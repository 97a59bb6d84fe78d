//! Infinite impulse response (IIR) filtering.
//!
//! IIR filters are feedback based systems: every output depends on past
//! outputs as well as on the current and past inputs.  This makes them far
//! cheaper than FIR filters of comparable selectivity, often a handful of
//! coefficients where an FIR design would need dozens of taps, at the cost of
//! a non-linear phase response and the possibility of instability when the
//! coefficients are poorly chosen.
//!
//! The filters here do not design coefficients and do not check stability.
//! They run a given difference equation exactly, sample by sample.
//!
//! * `iir_filter` - the `IirFilter` type, with ring buffered history.
//! * `iir` - free functions running the same recurrence over shifted state.
//! * `delay_line` - the fixed length history buffer used by `IirFilter`.

use std::error;
use std::fmt;

pub mod delay_line;
pub mod iir;
pub mod iir_filter;

/// Reasons a set of coefficients cannot form a filter.
#[derive(Clone, Debug, PartialEq)]
pub enum FilterError {
    EmptyNumerator,
    EmptyDenominator,
    ZeroLeadingDenominator,
}

impl FilterError {
    /// Every `FilterError` describes invalid coefficients.  Kept as a method
    /// so callers can match on the category rather than the variant.
    pub fn is_invalid_coefficients(&self) -> bool {
        match *self {
            FilterError::EmptyNumerator
            | FilterError::EmptyDenominator
            | FilterError::ZeroLeadingDenominator => true,
        }
    }
}

impl fmt::Display for FilterError {
    fn fmt(&self, f: &mut fmt::Formatter) -> fmt::Result {
        let desc = match *self {
            FilterError::EmptyNumerator => "Numerator must not be empty",
            FilterError::EmptyDenominator => "Denominator must not be empty",
            FilterError::ZeroLeadingDenominator => {
                "Leading denominator coefficient must be non-zero"
            }
        };
        write!(f, "Invalid coefficients: {}", desc)
    }
}

impl error::Error for FilterError {
    fn cause(&self) -> Option<&dyn error::Error> {
        None
    }
}
//! This module provides an easy single import for those using this crate.

pub use crate::filter::delay_line::DelayLine;
pub use crate::filter::iir_filter::IirFilter;
pub use crate::filter::FilterError;
pub use crate::io::payload::{FilterPayload, FilterResult};
pub use crate::io::PayloadError;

● Exercise:
Find the word "IirFilter" in the data and copy out each line where it turns up.

● Problem solution:
//! * `iir_filter` - the `IirFilter` type, with ring buffered history.
//! * `delay_line` - the fixed length history buffer used by `IirFilter`.
pub use crate::filter::iir_filter::IirFilter;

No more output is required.